Current NCRP and ICRP particle deposition models employed in risk assessment analyses treat the airways of the human lung as smooth-walled tubes. However, the upper airways of the tracheobronchial (TB) tree are lined with cartilaginous rings. Recent supercomputer simulations of in vivo conditions (cited herein), where cartilaginous ring morphologies were based upon fibre-optic bronchoscope examinations, have clearly demonstrated their profound effects upon fluid dynamics. Since inhaled radionuclides of health effects concern such as radon progeny are entrained and transported by airstreams, their trajectories and deposition probabilities will be influenced by the very character (i.e. laminar or turbulent) of air motion and its local velocity profiles. A physiologically based analytical model of fluid dynamics is presented, focusing upon applications to particle diffusion within the TB tree. The new model is the first to describe particle motion while simultaneously simulating effects of wall irregularities, entrance conditions and tube curvatures. The results show that particle dose to the large bronchi may be underestimated by up to 35% if cartilaginous rings are not considered. The work has fundamental implications for modelling concepts and health effects applications. The findings indicate that caution must be exercised when extrapolating heat and/or mass transfer correlations derived from standard thermodynamic-hydrodynamic engineering problems to biological issues, and that human subject activity levels have pronounced effects on particle diffusion in the lung.

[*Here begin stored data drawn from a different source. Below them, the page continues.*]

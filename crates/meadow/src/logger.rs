//! Console + file logging behind the `log` facade.
//!
//! Console output is `env_logger` (so `RUST_LOG` works as usual). When a log
//! file is configured, every record that passes the console filter is also
//! appended to it as one `[LEVEL]message` line:
//!
//! ```text
//! [INFO]Loaded texture 'apple' from ./assets/apple.png as tex#1
//! [ERROR]Grass #4 update failed: ...
//! ```

use std::fs::{File, OpenOptions};
use std::io::{self, Write};
use std::path::Path;
use std::sync::Mutex;

use log::{Level, Log, Metadata, Record};

use crate::config::LogConfig;

/// Append-only log file, flushed after every line.
pub struct LogFile {
    file: Mutex<File>,
}

impl LogFile {
    /// Open `path` for appending, creating it if needed.
    pub fn open(path: impl AsRef<Path>) -> io::Result<Self> {
        let file = OpenOptions::new().create(true).append(true).open(path)?;
        Ok(Self {
            file: Mutex::new(file),
        })
    }

    pub fn write_record(&self, record: &Record<'_>) {
        let line = format_line(record.level(), record.args());
        // A poisoned lock only means another thread panicked mid-write.
        let mut file = match self.file.lock() {
            Ok(file) => file,
            Err(poisoned) => poisoned.into_inner(),
        };
        let _ = writeln!(file, "{line}").and_then(|()| file.flush());
    }
}

/// `[INFO]message`
pub fn format_line(level: Level, message: &std::fmt::Arguments<'_>) -> String {
    format!("[{level}]{message}")
}

pub struct EngineLogger {
    console: env_logger::Logger,
    file: Option<LogFile>,
}

impl EngineLogger {
    /// Build the logger without installing it. Returns the file error, if
    /// any, alongside a console-only logger.
    pub fn new(config: &LogConfig) -> (Self, Option<io::Error>) {
        let filter = format!(
            "{},wgpu_core=warn,wgpu_hal=warn,naga=warn",
            config.level
        );
        let console =
            env_logger::Builder::from_env(env_logger::Env::default().default_filter_or(filter))
                .build();

        let (file, error) = match &config.log_file {
            Some(path) => match LogFile::open(path) {
                Ok(file) => (Some(file), None),
                Err(e) => (None, Some(e)),
            },
            None => (None, None),
        };
        (Self { console, file }, error)
    }

    pub fn has_file(&self) -> bool {
        self.file.is_some()
    }
}

impl Log for EngineLogger {
    fn enabled(&self, metadata: &Metadata<'_>) -> bool {
        self.console.enabled(metadata)
    }

    fn log(&self, record: &Record<'_>) {
        if !self.console.matches(record) {
            return;
        }
        self.console.log(record);
        if let Some(file) = &self.file {
            file.write_record(record);
        }
    }

    fn flush(&self) {
        self.console.flush();
    }
}

/// Install the engine logger as the global `log` backend.
///
/// A log file that cannot be opened is reported through the logger itself
/// and file output is skipped.
pub fn init(config: &LogConfig) -> Result<(), log::SetLoggerError> {
    let (logger, file_error) = EngineLogger::new(config);
    let max_level = logger.console.filter();
    log::set_boxed_logger(Box::new(logger))?;
    log::set_max_level(max_level);

    if let (Some(e), Some(path)) = (file_error, &config.log_file) {
        log::warn!("Cannot open log file {}: {e}; logging to console only", path.display());
    }
    Ok(())
}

For instance, the submicron particle deposition efficiency differences between a sedentary condition (i.e. office worker) and light activity (i.e. manual labourer) approach 40%. This study may explain the enhanced deposition by particle diffusion detected in replica case experiments and have salient implications for the clinically observed preferential distributions of bronchogenic carcinomas associated with inhaled radionuclides.